Falak’s Arrival Through Humanitarian Corridors: Many Others Are to Come


Paolo Naso – NEV

The good news is that Falak feels now better. Last Thursday she arrived in Italy from Beirut. She was immediately admitted to the Hospital Bambin Gesù in Rome to see whether her tumour, which had already damaged one of her eyes, has reached other parts of her body. First analysis were reassuring and the little seven year old girl has started a routine chemotherapy treatment.
Falak and her family come from Homs in Syria. There, IS has destroyed their homeland and the hope of living there. Falak’s family entered Lebanon as refugee and spent two years in a damp and dangerous slum on the outskirts of Beirut while Falak was ill and in need of care to which she could not access. They arrived in Italy thanks to the “humanitarian corridors” that have been opened on the basis of the cooperation protocol between FCEI (Federation of Protestant Churches in Italy), the Waldensian Board, the Community of Sant’Egidio and the Ministries of Interior and Foreign Affairs.
And soon another good news: about 80 refugees are expected to reach Italy. Mostly, they are Syrians and Iraqis who have already started the process to request humanitarian visas at the Lebanese consulate. That is, in fact, the legal way that allows the opening of the corridor and to which the FCEI and the Community of Sant’Egidio have referred to promote their proposal.

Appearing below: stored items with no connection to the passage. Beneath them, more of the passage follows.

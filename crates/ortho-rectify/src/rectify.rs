//! Tile-parallel orthorectification engine.

use std::sync::atomic::{AtomicBool, Ordering};

use glam::DVec2;
use ortho_camera::Camera;
use ortho_raster::{BandValue, Raster, RasterSize};
use ortho_terrain::{Bounds, DemGrid, GeoTransform};
use rayon::prelude::*;

use crate::error::RectifyError;
use crate::grid::OrthoGrid;
use crate::interpolation::InterpolationMode;
use crate::intersect::{RayTerrainIntersector, DEFAULT_MAX_ITERATIONS, DEFAULT_TOLERANCE};
use crate::mapper::TileMapper;
use crate::resample::resample_tile;

/// Fractions along each sensor border sampled for the footprint estimate.
const FOOTPRINT_EDGE_FRACTIONS: [f64; 3] = [0.0, 0.5, 1.0];

/// Configuration for one orthorectification run.
#[derive(Clone, Copy, Debug)]
pub struct RectifyParams {
    /// Output pixel size in world units
    pub resolution: f64,
    /// Rows per parallel tile
    pub tile_height: usize,
    /// Source interpolation kernel
    pub interpolation: InterpolationMode,
    /// Output no-data value, converted to the output band type
    pub nodata: f64,
    /// Ray intersection convergence tolerance in world units
    pub intersect_tolerance: f64,
    /// Ray intersection iteration cap
    pub intersect_max_iterations: usize,
}

impl RectifyParams {
    /// Parameters with defaults for everything but the resolution.
    pub fn new(resolution: f64) -> Self {
        Self {
            resolution,
            tile_height: 256,
            interpolation: InterpolationMode::Bilinear,
            nodata: 0.0,
            intersect_tolerance: DEFAULT_TOLERANCE,
            intersect_max_iterations: DEFAULT_MAX_ITERATIONS,
        }
    }
}

/// A georeferenced output raster.
#[derive(Clone, Debug)]
pub struct OrthoImage<T, const C: usize> {
    /// The output pixel data
    pub raster: Raster<T, C>,
    /// The output geotransform
    pub transform: GeoTransform,
}

/// Drives the full remap: footprint estimation, output grid derivation,
/// tile mapping and resampling.
///
/// Holds read-only references for the duration of one run; tiles share
/// the camera and DEM without synchronization.
#[derive(Clone, Copy, Debug)]
pub struct Orthorectifier<'a> {
    camera: &'a Camera,
    dem: &'a DemGrid,
    params: RectifyParams,
}

impl<'a> Orthorectifier<'a> {
    /// Create an engine over a validated camera and DEM.
    ///
    /// # Errors
    ///
    /// Returns an error for degenerate run parameters. Geometry problems
    /// (no terrain under the camera) surface later, before tile work.
    pub fn new(
        camera: &'a Camera,
        dem: &'a DemGrid,
        params: RectifyParams,
    ) -> Result<Self, RectifyError> {
        if !(params.resolution > 0.0) || !params.resolution.is_finite() {
            return Err(RectifyError::InvalidResolution(params.resolution));
        }
        if params.tile_height == 0 {
            return Err(RectifyError::InvalidTileHeight);
        }
        if !(params.intersect_tolerance > 0.0) || params.intersect_max_iterations == 0 {
            return Err(RectifyError::InvalidIntersectParams);
        }
        Ok(Self {
            camera,
            dem,
            params,
        })
    }

    /// Estimate the ground footprint of the camera.
    ///
    /// Rays through a ring of sensor border pixels are cast against the
    /// terrain; the footprint is the bounding box of the hits. Rays that
    /// miss the terrain (above the horizon, off the DEM, unconverged) are
    /// skipped.
    ///
    /// # Errors
    ///
    /// Returns an error when no border ray hits the terrain.
    pub fn footprint(&self) -> Result<Bounds, RectifyError> {
        let intersector = RayTerrainIntersector::with_params(
            self.dem,
            self.params.intersect_tolerance,
            self.params.intersect_max_iterations,
        );

        let k = self.camera.intrinsics();
        let (w, h) = ((k.width - 1) as f64, (k.height - 1) as f64);

        let mut bounds = Bounds::empty();
        let mut hits = 0usize;
        for fy in FOOTPRINT_EDGE_FRACTIONS {
            for fx in FOOTPRINT_EDGE_FRACTIONS {
                if fx == 0.5 && fy == 0.5 {
                    continue;
                }
                let pixel = DVec2::new(fx * w, fy * h);
                let Ok((origin, dir)) = self.camera.world_ray(pixel) else {
                    continue;
                };
                if let Some(hit) = intersector.intersect(origin, dir) {
                    bounds.include(hit.x, hit.y);
                    hits += 1;
                }
            }
        }

        if hits == 0 || bounds.is_empty() {
            return Err(RectifyError::EmptyFootprint);
        }

        log::debug!(
            "footprint from {hits} border rays: x [{:.1}, {:.1}], y [{:.1}, {:.1}]",
            bounds.min_x,
            bounds.max_x,
            bounds.min_y,
            bounds.max_y,
        );
        Ok(bounds)
    }

    /// Derive the output grid from the footprint clipped to the DEM.
    ///
    /// # Errors
    ///
    /// Returns an error when the footprint and the DEM extent do not
    /// overlap.
    pub fn output_grid(&self) -> Result<OrthoGrid, RectifyError> {
        let footprint = self.footprint()?;
        let extent = footprint
            .intersect(&self.dem.bounds())
            .ok_or(RectifyError::NoDemOverlap)?;
        let grid = OrthoGrid::from_bounds(extent, self.params.resolution, self.params.tile_height)?;
        log::info!(
            "output grid {}x{} at {} world units/pixel",
            grid.width(),
            grid.height(),
            self.params.resolution,
        );
        Ok(grid)
    }

    /// Orthorectify a source image onto the derived output grid.
    ///
    /// # Errors
    ///
    /// Returns an error for configuration failures (source/sensor size
    /// mismatch, empty footprint, no DEM overlap). Per-pixel geometric
    /// failures become no-data output, never errors.
    pub fn rectify<T: BandValue, const C: usize>(
        &self,
        src: &Raster<T, C>,
    ) -> Result<OrthoImage<T, C>, RectifyError> {
        let cancel = AtomicBool::new(false);
        self.rectify_with_cancel(src, &cancel)
    }

    /// Orthorectify with cooperative cancellation.
    ///
    /// The flag is checked between tiles; once set, the run aborts with
    /// [`RectifyError::Cancelled`] and no output is produced.
    pub fn rectify_with_cancel<T: BandValue, const C: usize>(
        &self,
        src: &Raster<T, C>,
        cancel: &AtomicBool,
    ) -> Result<OrthoImage<T, C>, RectifyError> {
        let k = self.camera.intrinsics();
        if src.cols() != k.width || src.rows() != k.height {
            return Err(RectifyError::SourceSizeMismatch(
                src.cols(),
                src.rows(),
                k.width,
                k.height,
            ));
        }

        let grid = self.output_grid()?;
        let mapper = TileMapper::new(self.camera, self.dem, &grid);
        let nodata = T::from_f64(self.params.nodata);

        let tiles = grid.tiles();
        log::debug!("processing {} tiles of {} rows", tiles.len(), self.params.tile_height);

        let tile_buffers = tiles
            .par_iter()
            .map(|tile| {
                if cancel.load(Ordering::Relaxed) {
                    return Err(RectifyError::Cancelled);
                }
                let map = mapper.map_tile(tile);
                let mut buf = vec![nodata; tile.height * grid.width() * C];
                resample_tile(src, &map, &mut buf, nodata, self.params.interpolation)?;
                Ok(buf)
            })
            .collect::<Result<Vec<_>, _>>()?;

        // tiles are ordered row bands; concatenation rebuilds the raster
        let mut data = Vec::with_capacity(grid.width() * grid.height() * C);
        for buf in tile_buffers {
            data.extend_from_slice(&buf);
        }

        let raster = Raster::new(
            RasterSize {
                width: grid.width(),
                height: grid.height(),
            },
            data,
        )?;

        Ok(OrthoImage {
            raster,
            transform: *grid.transform(),
        })
    }
}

As well as from Lebanon, the protocol provides for the opening of humanitarian corridors from Morocco and Ethiopia, for a total of 1000 requests. A drop in the ocean, we might say, but at the moment it is the only alternative to illegal immigration channels. The project “corridors”, in short, is not the “solution” to recent migration challenges but a “good practice” that suggests a radically different approach from the current one. Firstly, this initiative represents a shift in focus from the actual strategies of security and block to a humanitarian and planned reception system. Secondly, it is a significant feature for the public opinion that has been made aware of this problem by allowing the arrival in Italy of people perfectly identified and thus in compliance with our security provisions. Thus, any controversy over “illegal immigrants” loses consistency. In addition, humanitarian corridors are compliant with an existing provision which has been never applied in Europe. There is only a precedent event but with a different legal framework. In the early ’90s took place the massive immigration flow from Albania after the end of the Enver Hoxha regime.

Thus, we would like to point out that in such a moment of apathy of the UE politics on the explosive and pressing issue of global migration, the proposal of humanitarian corridors could be extended to higher numbers and copied by any other country in Schengen area, starting from today.

That Is why the FCEI and the Community of Sant’Egidio are activating their European contacts to share and extend this good practice. The first responses received by ecumenical bodies such as the Commission of the Churches for Migrants in Europe (CCME) and some German regional churches as that of Westphalia are very encouraging.
Moreover, we should highlight that Churches and ecumenical networks are indeed an important part of this project. Not only because Catholics and Protestants have worked side by side to open the corridors but also because both have been playing a role with the associative reception networks at the arrival of migrants.

We are more pragmatic: the refugees arrived or about arriving from Lebanon through corridors have been indicated and accompanied by local charities entities, such as “Operazione Colomba” of the Pope John XXIII Community or other ecumenical organisations partner of the European Evangelical churches while in Morocco local representatives are the Evangelical Church and the Diocese of Tangier. It is absolutely clear that this project welcomes both Christians and Muslims without any religious barriers as it has been conceived under a humanitarian perspective to serve to the most vulnerable people.

But ecumenical entities has been operating also on the arrival, welcoming the refugees. Thus, we have been experiencing a sponsorship model that could home a higher number of refugees by enhancing the volunteer networks and thus facilitating the integration, in Italy like and many other UE Countries.

In conclusion, the FCEI and the Sant’Egidio Community, in collaboration with the Waldensian Board, are giving rise to an experiment that intend to bring to the attention of the national and European politics: the “humanitarian corridors”. This project, in fact, is a possible good practice that is able to combine humanitarian action and security requirements. It is also applicable to other countries by involving the civil society and thus facilitating integration and reducing the reception costs.

Finally, we have been dealing with a project that Italy has had the merit of adopting first and now. Hopefully, it could be set out at European level. And, that is also good news. In particular for those who like Falak are waiting in Lebanon refugee camps, in the forests of Morocco, or in the Ethiopian slums. But it is also good news for the role of Italy in Europe.